I remember walking home from school in tears. I sat on the porch and sobbed the way anyone post-breakup would, and my father came out and asked me what was wrong. “It’s this girl,” I wailed. “She’s not my friend anymore.” My father patted me on the shoulder and said, “I don’t think she was just a friend,” and he went on into the house. The pain you feel after breaking up is universal; whether it’s a boy or a girl, you have to hurt.

I let her go, and went off to be all right. The next boyfriend was a good one, sweet and solid, but we broke up for reasons that had nothing do with my sexuality.
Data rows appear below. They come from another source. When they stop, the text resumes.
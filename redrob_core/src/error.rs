//! Unified error handling for redrob
//!
//! One error type is shared by the task runtime, the controllers and the
//! daemon core. Failures that reach the daemon are folded into an
//! [`ErrorRecord`] and parked in the [`LastError`] latch until an operator
//! reads them.

use std::backtrace::{Backtrace, BacktraceStatus};
use std::fmt;

use parking_lot::Mutex;
use thiserror::Error;

/// Main error type for redrob operations
#[derive(Debug, Error)]
pub enum RedrobError {
    /// Lifecycle operation called from a state that does not allow it
    #[error("Wrong state: {0}")]
    WrongState(String),

    /// Supervision deadline expired
    #[error("Operation timed out: {0}")]
    TimeoutOccurred(String),

    /// A supervised task is not executing
    #[error("Task '{task}' not executing (state {state})")]
    ThreadStateNotOk { task: String, state: String },

    /// A supervised task reports a failure status
    #[error("Task '{task}' status not OK (status {status})")]
    ThreadStatusNotOk { task: String, status: String },

    /// Socket level failure that was not requested by a controlled shutdown
    #[error("Socket operation failed: {0}")]
    SocketOperationFailed(String),

    /// Operating system error
    #[error("OS error: {0}")]
    Os(#[from] std::io::Error),

    /// Caller supplied an argument outside the accepted range
    #[error("Bad argument: {0}")]
    BadArgument(String),

    #[error("Not initialized")]
    NotInitialized,

    #[error("Already initialized")]
    AlreadyInitialized,

    /// Configuration parsing or validation errors
    #[error("Configuration error: {0}")]
    Config(String),

    /// GPIO, ADC or other collaborator hardware failure
    #[error("Hardware error: {0}")]
    Hardware(String),

    /// Internal errors with source location for debugging.
    /// Use the `redrob_internal!()` macro to create these, it captures
    /// file/line and, when enabled, a backtrace.
    #[error("Internal error: {message} (at {file}:{line})")]
    Internal {
        message: String,
        file: &'static str,
        line: u32,
        trace: Option<String>,
    },
}

/// Create an internal error with automatic file/line capture.
///
/// ```rust,ignore
/// return Err(redrob_internal!("Unexpected code: {}", code));
/// ```
#[macro_export]
macro_rules! redrob_internal {
    ($($arg:tt)*) => {
        $crate::error::RedrobError::Internal {
            message: format!($($arg)*),
            file: file!(),
            line: line!(),
            trace: $crate::error::capture_trace(),
        }
    };
}

/// Convenience type alias for Results using RedrobError
pub type RedrobResult<T> = std::result::Result<T, RedrobError>;

/// Capture a backtrace at the call site if backtraces are enabled
/// (`RUST_BACKTRACE` / `RUST_LIB_BACKTRACE`).
pub fn capture_trace() -> Option<String> {
    let trace = Backtrace::capture();
    match trace.status() {
        BacktraceStatus::Captured => Some(trace.to_string()),
        _ => None,
    }
}

impl From<serde_yaml::Error> for RedrobError {
    fn from(err: serde_yaml::Error) -> Self {
        RedrobError::Config(format!("YAML error: {}", err))
    }
}

#[cfg(feature = "gpio-hardware")]
impl From<rppal::gpio::Error> for RedrobError {
    fn from(err: rppal::gpio::Error) -> Self {
        RedrobError::Hardware(format!("GPIO: {}", err))
    }
}

#[cfg(feature = "gpio-hardware")]
impl From<rppal::spi::Error> for RedrobError {
    fn from(err: rppal::spi::Error) -> Self {
        RedrobError::Hardware(format!("SPI: {}", err))
    }
}

impl RedrobError {
    pub fn wrong_state<S: Into<String>>(msg: S) -> Self {
        RedrobError::WrongState(msg.into())
    }

    pub fn timeout<S: Into<String>>(msg: S) -> Self {
        RedrobError::TimeoutOccurred(msg.into())
    }

    pub fn socket<S: Into<String>>(msg: S) -> Self {
        RedrobError::SocketOperationFailed(msg.into())
    }

    pub fn bad_argument<S: Into<String>>(msg: S) -> Self {
        RedrobError::BadArgument(msg.into())
    }

    pub fn config<S: Into<String>>(msg: S) -> Self {
        RedrobError::Config(msg.into())
    }

    pub fn hardware<S: Into<String>>(msg: S) -> Self {
        RedrobError::Hardware(msg.into())
    }

    /// Which side raised the error.
    pub fn source_kind(&self) -> ErrorSource {
        match self {
            RedrobError::Os(_) => ErrorSource::Os,
            _ => ErrorSource::Internal,
        }
    }

    /// Stable numeric code. OS errors report the raw errno when known.
    pub fn code(&self) -> i32 {
        match self {
            RedrobError::WrongState(_) => 1,
            RedrobError::TimeoutOccurred(_) => 2,
            RedrobError::ThreadStateNotOk { .. } => 3,
            RedrobError::ThreadStatusNotOk { .. } => 4,
            RedrobError::SocketOperationFailed(_) => 5,
            RedrobError::BadArgument(_) => 6,
            RedrobError::NotInitialized => 7,
            RedrobError::AlreadyInitialized => 8,
            RedrobError::Config(_) => 9,
            RedrobError::Hardware(_) => 10,
            RedrobError::Internal { .. } => 11,
            RedrobError::Os(err) => err.raw_os_error().unwrap_or(-1),
        }
    }

    /// Whether this is a supervision timeout.
    pub fn is_timeout(&self) -> bool {
        matches!(self, RedrobError::TimeoutOccurred(_))
    }
}

/// Origin of a latched error.
#[derive(Debug, Clone, Copy, PartialEq, Eq)]
pub enum ErrorSource {
    Internal,
    Os,
}

impl fmt::Display for ErrorSource {
    fn fmt(&self, f: &mut fmt::Formatter<'_>) -> fmt::Result {
        match self {
            ErrorSource::Internal => write!(f, "INTERNAL"),
            ErrorSource::Os => write!(f, "OS"),
        }
    }
}

/// Snapshot of an error as presented to the operator.
#[derive(Debug, Clone, PartialEq, Eq)]
pub struct ErrorRecord {
    pub source: ErrorSource,
    pub code: i32,
    pub info: String,
    pub trace: Option<String>,
}

impl From<&RedrobError> for ErrorRecord {
    fn from(err: &RedrobError) -> Self {
        let trace = match err {
            RedrobError::Internal { trace, .. } => trace.clone(),
            _ => None,
        };
        ErrorRecord {
            source: err.source_kind(),
            code: err.code(),
            info: err.to_string(),
            trace,
        }
    }
}

impl fmt::Display for ErrorRecord {
    fn fmt(&self, f: &mut fmt::Formatter<'_>) -> fmt::Result {
        write!(f, "[{}] code={} {}", self.source, self.code, self.info)?;
        if let Some(trace) = &self.trace {
            write!(f, "\n{}", trace)?;
        }
        Ok(())
    }
}

/// Single-slot error latch.
///
/// Holds at most one unread record. Errors arriving while a record is
/// waiting are dropped until [`LastError::take`] empties the slot.
#[derive(Debug, Default)]
pub struct LastError {
    slot: Mutex<Option<ErrorRecord>>,
}

impl LastError {
    pub fn new() -> Self {
        Self::default()
    }

    /// Store `record` if the slot is empty. Returns true if it was stored.
    pub fn latch(&self, record: ErrorRecord) -> bool {
        let mut slot = self.slot.lock();
        if slot.is_some() {
            return false;
        }
        *slot = Some(record);
        true
    }

    /// Read and clear.
    pub fn take(&self) -> Option<ErrorRecord> {
        self.slot.lock().take()
    }

    pub fn is_set(&self) -> bool {
        self.slot.lock().is_some()
    }
}

#[cfg(test)]
mod tests {
    use super::*;

    #[test]
    fn test_internal_macro_captures_location() {
        let err = redrob_internal!("bad value {}", 42);
        match &err {
            RedrobError::Internal { message, file, line, .. } => {
                assert_eq!(message, "bad value 42");
                assert!(file.ends_with("error.rs"));
                assert!(*line > 0);
            }
            other => panic!("unexpected variant: {:?}", other),
        }
        assert_eq!(err.source_kind(), ErrorSource::Internal);
    }

    #[test]
    fn test_os_error_keeps_errno() {
        let err = RedrobError::from(std::io::Error::from_raw_os_error(libc::EADDRINUSE));
        assert_eq!(err.source_kind(), ErrorSource::Os);
        assert_eq!(err.code(), libc::EADDRINUSE);
    }

    #[test]
    fn test_record_from_error() {
        let err = RedrobError::timeout("REDROBD_ALIVE setup");
        let record = ErrorRecord::from(&err);
        assert_eq!(record.source, ErrorSource::Internal);
        assert_eq!(record.code, 2);
        assert!(record.info.contains("REDROBD_ALIVE"));
        assert!(record.trace.is_none());
    }

    #[test]
    fn test_last_error_keeps_first_until_read() {
        let last = LastError::new();
        assert!(last.take().is_none());

        assert!(last.latch(ErrorRecord::from(&RedrobError::NotInitialized)));
        assert!(!last.latch(ErrorRecord::from(&RedrobError::AlreadyInitialized)));

        let record = last.take().unwrap();
        assert_eq!(record.code, 7);
        assert!(last.take().is_none());

        assert!(last.latch(ErrorRecord::from(&RedrobError::AlreadyInitialized)));
        assert_eq!(last.take().unwrap().code, 8);
    }
}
The next person I had a serious relationship with was a girl. She was silly, spontaneous, adventurous, and hilarious — all these wonderful qualities that extend beyond gender. She had moved to the Philippines from Virginia, a tried-and-true lesbian, and she asked me to be her girlfriend simply by changing her Facebook status to “In a relationship with me.” I accepted, thinking it was a joke, but it turned out to be a very real love.

She would commute all the way from Las Piñas to Katipunan to hang out with me, and we would lie around in my room trading jokes and kisses. I encountered no resistance from our friends, not even from my parents, who must have figured out why she was sleeping over so often. To this day, I’m thankful they’re so cool.
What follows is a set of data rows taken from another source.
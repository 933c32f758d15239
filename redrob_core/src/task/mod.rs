//! Task runtime, fixed-frequency scheduling and supervision.

pub mod cyclic;
pub mod lifecycle;
pub mod state;
pub mod supervision;

pub use cyclic::{Cyclic, CyclicBody, CyclicTask, Pacer};
pub use lifecycle::{Task, TaskBody, TaskContext};
pub use state::{TaskState, TaskStatus};
pub use supervision::{
    abort_task, check_task, finalize_task, initialize_task, SupervisionTimeouts, POLL_INTERVAL,
};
Cooler than me, I guess, because I broke up with her for a boy I thought I was in love with. It also happened on a football field, and she turned cartwheels with me in the grass even though she knew it was over. To this day, she’s still my friend, and I’m thankful for that as well. The truth is that the girls I’ve broken up with have stayed friends, and the boys, maybe not so much. It’s not that girls are more emotionally stable, or that dudes are jerks, but it cuts to the core of how mature you are, and how you handle what you want to be attracted to.

Right now I’m dating a boy, and the love is so good that we’ve built each other into our plans for the future. A past boyfriend had this to say about my bisexuality: “It sucks that I’m competing not with 50 percent of the population, but with 100 percent.” My current love has no such fear. True, the right girl turns my head every now and then — my taste in girls is highly different from my taste in boys — but in the end, I’m with him.

It’s pretty basic, commitment. It should be the core of every relationship you have, be it with a girl or a boy. What I know about being bisexual is that it holds the same issues any person-to-person relationship brings: the same sacrifices, self-improvement, conflicts, and joys. I can honestly say that I’m a better person now than before, thanks to the men and women I’ve loved: I write better, think more, work harder to make a relationship good and true. It’s true that who you love changes who you are, and if you are lucky, for the better. Regardless of whether it’s a man or woman. Those in the Philippines who decide to settle down with the same sex, however, face bigger social problems: no way to marry, no way to insure their future family, no recognition from the big dumb machines that run our government. I hope this changes, however, and that people like me, for whom love knows no gender, have a chance at a normal life.